Principal Components

Motivation

High-dimensional data often lies near a low-dimensional structure. Principal component analysis (PCA) (Pearson 1901) finds an orthogonal coordinate system aligned with the directions of greatest variance, enabling dimensionality reduction, visualization, and noise suppression.

Setup

Let \(\mathbf{x}_1, \ldots, \mathbf{x}_n \in \mathbb{R}^d\) be observations with sample mean \(\boldsymbol{\mu} = \frac{1}{n}\sum_i \mathbf{x}_i\).
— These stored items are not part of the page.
use super::common::*;
use probekit::context::Variables;
use probekit::primitives::target_bindings;
use probekit::protocols::http::compile_http;
use probekit::protocols::{HttpExecutor, Payload, ProtocolExecutor};
use probekit::types::{HttpRequest, ProtocolRequest};
use std::sync::Arc;

fn bindings(target: &str) -> Variables {
    let mut vars = Variables::new();
    for (name, value) in target_bindings(target) {
        vars.set(&name, value);
    }
    vars
}

fn http_block(yaml: &str) -> HttpRequest {
    let t = template(yaml);
    match &t.requests[0].request {
        ProtocolRequest::Http(r) => r.clone(),
        other => panic!("expected http block, got {:?}", other),
    }
}

fn real_http() -> Arc<dyn ProtocolExecutor> {
    Arc::new(HttpExecutor::new(&quiet_config()).expect("client builds"))
}

// ─── compile ────────────────────────────────────────────────────────────────

#[test]
fn each_path_compiles_to_one_request() {
    let request = http_block(
        r#"
id: multi-path
requests:
  - protocol: http
    path:
      - "{{BaseURL}}/.git/config"
      - "{{BaseURL}}/.env"
    headers:
      X-Probe: "{{Host}}"
"#,
    );
    let compiled = compile_http(&request, &bindings("https://shop.test:8443/app"));
    assert_eq!(compiled.len(), 2);
    let first = compiled[0].as_ref().unwrap();
    assert_eq!(first.endpoint, "https://shop.test:8443/app/.git/config");
    assert!(first.rendered.starts_with("GET /app/.git/config HTTP/1.1\r\nHost: shop.test:8443\r\n"));
    match &first.payload {
        Payload::Http(call) => {
            assert_eq!(call.method, "GET");
            assert_eq!(call.headers, vec![("X-Probe".to_string(), "shop.test".to_string())]);
        }
        other => panic!("unexpected payload {:?}", other),
    }
}

#[test]
fn unresolved_placeholder_fails_only_its_request() {
    let request = http_block(
        r#"
id: partial
requests:
  - protocol: http
    path:
      - "{{BaseURL}}/ok"
      - "{{BaseURL}}/{{session}}"
"#,
    );
    let compiled = compile_http(&request, &bindings("http://app.test"));
    assert!(compiled[0].is_ok());
    let err = compiled[1].as_ref().unwrap_err();
    assert!(err.to_string().contains("session"), "got {}", err);
}

#[test]
fn raw_request_takes_host_header_and_target_scheme() {
    let request = http_block(
        r#"
id: raw-login
requests:
  - protocol: http
    raw:
      - |
        POST /login HTTP/1.1
        Host: {{Hostname}}
        Content-Type: application/x-www-form-urlencoded

        user=admin&pass=admin
"#,
    );
    let compiled = compile_http(&request, &bindings("https://portal.test"));
    let req = compiled[0].as_ref().unwrap();
    assert_eq!(req.endpoint, "https://portal.test/login");
    let Payload::Http(call) = &req.payload else {
        panic!("expected http payload");
    };
    assert_eq!(call.method, "POST");
    assert_eq!(call.body.as_deref(), Some("user=admin&pass=admin"));
    assert!(call.headers.iter().all(|(k, _)| !k.eq_ignore_ascii_case("host")));
}

// ─── execute against a local server ─────────────────────────────────────────

#[tokio::test]
async fn status_word_and_header_extraction() {
    let server = spawn_http(vec![("/admin", 200, "<h1>Dashboard</h1>")]).await;
    let t = template(
        r#"
id: admin-panel
info:
  name: Admin panel
  severity: medium
requests:
  - protocol: http
    path:
      - "{{BaseURL}}/admin"
    matchers-condition: and
    matchers:
      - type: status
        status: [200]
      - type: word
        words: ["Dashboard"]
    extractors:
      - type: kval
        name: powered
        kval: ["x_powered_by"]
"#,
    );
    let engine = engine_with(quiet_config(), vec![real_http()]);
    let mut ctx = context(&server.base, &t);
    let scope = ctx.variables().clone();
    let outcome = engine.run_template(&mut ctx, &t, &scope, None).await.unwrap();

    assert!(outcome.matched);
    assert_eq!(outcome.extracted.get("powered").unwrap(), &["probe-test"]);
    let records = ctx.into_records();
    assert_eq!(records.len(), 1);
    assert_eq!(records[0].matched_at, format!("{}/admin", server.base));
    assert_eq!(records[0].severity, probekit::SeverityLevel::Medium);
    assert!(records[0].request.starts_with("GET /admin HTTP/1.1"));
    assert_eq!(server.requests(), vec!["GET /admin HTTP/1.1"]);
}

#[tokio::test]
async fn not_found_is_no_match() {
    let server = spawn_http(vec![]).await;
    let t = template(
        r#"
id: backup-file
requests:
  - protocol: http
    path: ["{{BaseURL}}/backup.zip"]
    matchers:
      - type: status
        status: [200]
"#,
    );
    let engine = engine_with(quiet_config(), vec![real_http()]);
    let mut ctx = context(&server.base, &t);
    let scope = ctx.variables().clone();
    let outcome = engine.run_template(&mut ctx, &t, &scope, None).await.unwrap();
    assert!(!outcome.matched);
    assert!(ctx.records().is_empty());
}

#[tokio::test]
async fn refused_connection_is_no_match_not_error() {
    let addr = closed_port().await;
    let t = template(
        r#"
id: refused
requests:
  - protocol: http
    path: ["{{BaseURL}}/"]
    matchers:
      - type: status
        status: [200]
        negative: true
"#,
    );
    let engine = engine_with(quiet_config(), vec![real_http()]);
    let mut ctx = context(&format!("http://{}", addr), &t);
    let scope = ctx.variables().clone();
    let outcome = engine.run_template(&mut ctx, &t, &scope, None).await.unwrap();
    assert!(!outcome.matched, "a failed request must not feed a negated matcher");
    assert_eq!(ctx.requests_sent(), 1);
}

#[tokio::test]
async fn extraction_feeds_later_request_of_same_template() {
    let server = spawn_http(vec![
        ("/", 200, "<a href=\"/portal-7f3a\">portal</a>"),
        ("/portal-7f3a", 200, "Portal login"),
    ])
    .await;
    let t = template(
        r#"
id: two-step
requests:
  - protocol: http
    path: ["{{BaseURL}}/"]
    extractors:
      - type: regex
        name: portal
        group: 1
        internal: true
        regex: ['href="/(portal-[0-9a-f]+)"']
  - protocol: http
    path: ["{{BaseURL}}/{{portal}}"]
    matchers:
      - type: word
        words: ["Portal login"]
"#,
    );
    let engine = engine_with(quiet_config(), vec![real_http()]);
    let mut ctx = context(&server.base, &t);
    let scope = ctx.variables().clone();
    let outcome = engine.run_template(&mut ctx, &t, &scope, None).await.unwrap();

    assert!(outcome.matched);
    assert_eq!(
        server.requests(),
        vec!["GET / HTTP/1.1", "GET /portal-7f3a HTTP/1.1"]
    );
    let records = ctx.into_records();
    assert_eq!(records.len(), 1);
    assert!(records[0].extracted.is_empty(), "internal values are hidden by default");
}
Center the data by replacing each \(\mathbf{x}_i\) with \(\mathbf{x}_i - \boldsymbol{\mu}\).

The sample covariance matrix is

\[ C = \frac{1}{n} \sum_{i=1}^n \mathbf{x}_i \mathbf{x}_i^\top \in \mathbb{R}^{d \times d}. \]

\(C\) is symmetric and positive semidefinite, so it has an orthonormal eigenbasis \(\mathbf{w}_1, \ldots, \mathbf{w}_d\) with real eigenvalues \(\lambda_1 \geq \lambda_2 \geq \cdots \geq \lambda_d \geq 0\).

Definition

Principal axes of a scatter cloud

PCA chooses orthogonal directions ordered by the variance of the projected data.

PC1: largest variancePC2 Projecting onto PC1 keeps the longest spread.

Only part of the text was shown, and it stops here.